Image: stock.adobe.com, krone.at graphics

According to the Salzburg Regional Court, after his arrest on 12 February, the young Somali sat in transfer jail for ten days in the Salzburg prison in Puch near Hallein. On February 22, he was extradited from Salzburg to Germany. His arrest was due to a European arrest warrant of the prosecutor Osnabrück (Lower Saxony) after a positive DNA reconciliation.

Cargo Ship Hijacked

The suspect, who was 16 years old at the time of the crime, is accused of blackmail, attack on maritime traffic as well as gang-related and commercial extortion, as a spokesman for the public prosecutor's office in Osnabrück told the "Salzburger Nachrichten". The accused would have been a member of a heavily armed group.

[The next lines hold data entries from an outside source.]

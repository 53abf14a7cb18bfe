//! Switchboard Broker - HTTP front door for `auth`, `log` and `mail` submissions.
//!
//! The broker refuses to start without RabbitMQ: once the connect policy
//! is exhausted the process exits with an error.

use std::net::SocketAddr;
use std::sync::Arc;

use anyhow::{Context, Result};
use tokio::net::TcpListener;
use tracing::{info, warn};
use tracing_subscriber::{fmt, layer::SubscriberExt, util::SubscriberInitExt, EnvFilter};

use switchboard::web::router;
use switchboard::{
    connect_broker, http_client, shutdown_signal, AmqpLogPublisher, AppState, Collaborators,
    Config, Dispatcher,
};

#[tokio::main]
async fn main() -> Result<()> {
    // Initialize structured JSON logging
    let filter =
        EnvFilter::try_from_default_env().unwrap_or_else(|_| EnvFilter::new("info"));

    tracing_subscriber::registry()
        .with(filter)
        .with(fmt::layer().json().flatten_event(true))
        .init();

    info!("broker_starting");

    // Load configuration
    let config = Config::from_env();
    info!(
        port = config.port,
        auth_service_url = %config.auth_service_url,
        mail_service_url = %config.mail_service_url,
        request_timeout_ms = config.request_timeout_ms,
        "config_loaded"
    );

    let connection = connect_broker(&config.amqp_url, &config.broker_retry_policy())
        .await
        .context("Failed to connect to RabbitMQ")?;
    let connection = Arc::new(connection);

    let http = http_client().context("Failed to create HTTP client")?;
    let collaborators =
        Collaborators::from_config(&config, http).context("Invalid collaborator URL")?;

    let publisher = AmqpLogPublisher::new(Arc::clone(&connection));
    let dispatcher = Dispatcher::new(collaborators.auth, collaborators.mail, Arc::new(publisher));

    let app = router(AppState::new(dispatcher));

    // Bind to address
    let addr = SocketAddr::from(([0, 0, 0, 0], config.port));
    let listener = TcpListener::bind(addr)
        .await
        .context("Failed to bind to address")?;

    info!(address = %addr, "broker_listening");

    // Run server with graceful shutdown
    axum::serve(listener, app)
        .with_graceful_shutdown(async {
            shutdown_signal().await;
            info!("broker_shutting_down");
        })
        .await
        .context("Server error")?;

    if let Err(e) = connection.close(200, "Normal shutdown").await {
        warn!(error = %e, "rabbitmq_connection_close_error");
    }

    info!("broker_shutdown_complete");
    Ok(())
}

The pirates, on December 27, 2010, had captured the Antigua & Barbuda-flagged, German general cargo ship "EMS River", released the freighter and the eight-man crew on March 1, 2011 after payment of three million US dollars ransom (around 2.6 million euros).

The EMS River had been hijacked using the tanker, MT Motivator, as a mothership for the pirate action group (PAG), which had made an attempted hijacked earlier that day off the Omani coast.

EMS River Hijacked. Image: OCEANUSLive

$3.5 Million Ransom Blackmailed

The second hijack took place on April 8, 2011. The Somali pirates boarded the Antigua & Barbuda-flagged, German general cargo ship "Susan K". Crew locked themselves in the citadel and requested assistance. Pirates managed to get access into the citadel taking all crew hostage, kidnapping and holding the ten-member crew until 16 June 2011. After paying a ransom of 3.5 US million dollars (about 3 million euros), the crew was released.

Both incidents ended bloodlessly.

Susan K Hijacked. Image: OCEANUSLive

The affected shipping companies are based in Lower Saxony, which is why the public prosecutor Osnabrück is responsible.